For imaging, MRI is the standard starting point, though its accuracy has limits. Studies comparing MRI to surgical findings show it detects full-thickness tears with about 75% sensitivity and 81% specificity. MR arthrography, which involves injecting contrast dye into the joint before the scan, performs better: 84% sensitivity and 95% specificity. When MRI results are inconclusive but symptoms are persistent, wrist arthroscopy (a small camera inserted into the joint) remains the most definitive way to see the tear directly.
Non-Surgical Treatment
Many TFCC injuries, particularly stable tears without DRUJ instability, respond to conservative care. The first step is usually immobilization in a splint or cast that limits forearm rotation, giving the tissue time to heal.

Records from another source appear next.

//! Application state and composition.

use std::sync::Arc;

use crate::infrastructure::{
    clock::{SystemClock, SystemRandom},
    ports::{ClockPort, RandomPort, SheetStorePort},
};
use crate::stores::SessionStore;
use crate::use_cases;

/// Main application state.
///
/// Passed to HTTP handlers via Axum state.
pub struct App {
    pub sessions: Arc<SessionStore>,
    pub use_cases: UseCases,
}

/// Container for all use cases.
pub struct UseCases {
    pub session: use_cases::SessionUseCases,
    pub edit: use_cases::EditCharacter,
    pub transfer: use_cases::TransferUseCases,
    pub dice: use_cases::RollDice,
}

impl App {
    /// Wire the use cases against system time and randomness.
    pub fn new(store: Arc<dyn SheetStorePort>) -> Self {
        Self::with_ports(
            store,
            Arc::new(SystemClock::new()),
            Arc::new(SystemRandom::new()),
        )
    }

    pub fn with_ports(
        store: Arc<dyn SheetStorePort>,
        clock: Arc<dyn ClockPort>,
        random: Arc<dyn RandomPort>,
    ) -> Self {
        let sessions = Arc::new(SessionStore::new());

        let use_cases = UseCases {
            session: use_cases::SessionUseCases::new(
                sessions.clone(),
                clock.clone(),
                random.clone(),
            ),
            edit: use_cases::EditCharacter::new(sessions.clone(), clock.clone()),
            transfer: use_cases::TransferUseCases::new(sessions.clone(), store, clock),
            dice: use_cases::RollDice::new(random),
        };

        Self {
            sessions,
            use_cases,
        }
    }
}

Anti-inflammatory medication helps manage pain and swelling in the early weeks. Once the acute phase settles, physical therapy focuses on restoring range of motion and rebuilding grip strength. For degenerative tears or partial traumatic tears in the central disc (which has poor blood supply), this approach is often sufficient.
When Surgery Is Needed
Surgery becomes the next step when pain persists after several months of conservative care, or when the DRUJ is unstable. The type of procedure depends on the tear’s location and the health of the surrounding tissue.
Central tears (Type 1A) are typically treated with arthroscopic debridement, a minimally invasive procedure that trims away the damaged tissue rather than repairing it. Because the center of the disc has little blood flow, it can’t heal on its own, but removing the frayed edges eliminates the source of pain. Up to 85% of patients report pain relief after debridement, and grip strength and range of motion return to about 94% of the uninjured side on average.
Peripheral tears on the ulnar side (Type 1B) have better healing potential because that region has a blood supply. These tears are candidates for arthroscopic repair, which can be performed using several techniques to reattach the torn tissue. Repair tends to produce better long-term outcomes than debridement: one study found grip strength improved more after repair, and disability scores dropped dramatically, from moderate impairment to essentially zero in some patients.
Recovery After Surgery
Recovery timelines vary based on whether the procedure was a debridement or a full repair. Debridement generally allows a faster return to activity since there’s no tissue that needs to heal back together. Repair requires a period of immobilization followed by a gradual progression through physical therapy.
For a general benchmark, data from Major League Baseball players who underwent arthroscopic wrist surgery showed an average return-to-sport time of about 5 months, with 84% returning to professional play. That timeline reflects a high-demand athletic population pushing for the fastest safe return. For most people, the practical recovery window ranges from a few weeks for simple debridement to three to six months for a full repair, depending on the severity of the tear and the demands you need to place on your wrist.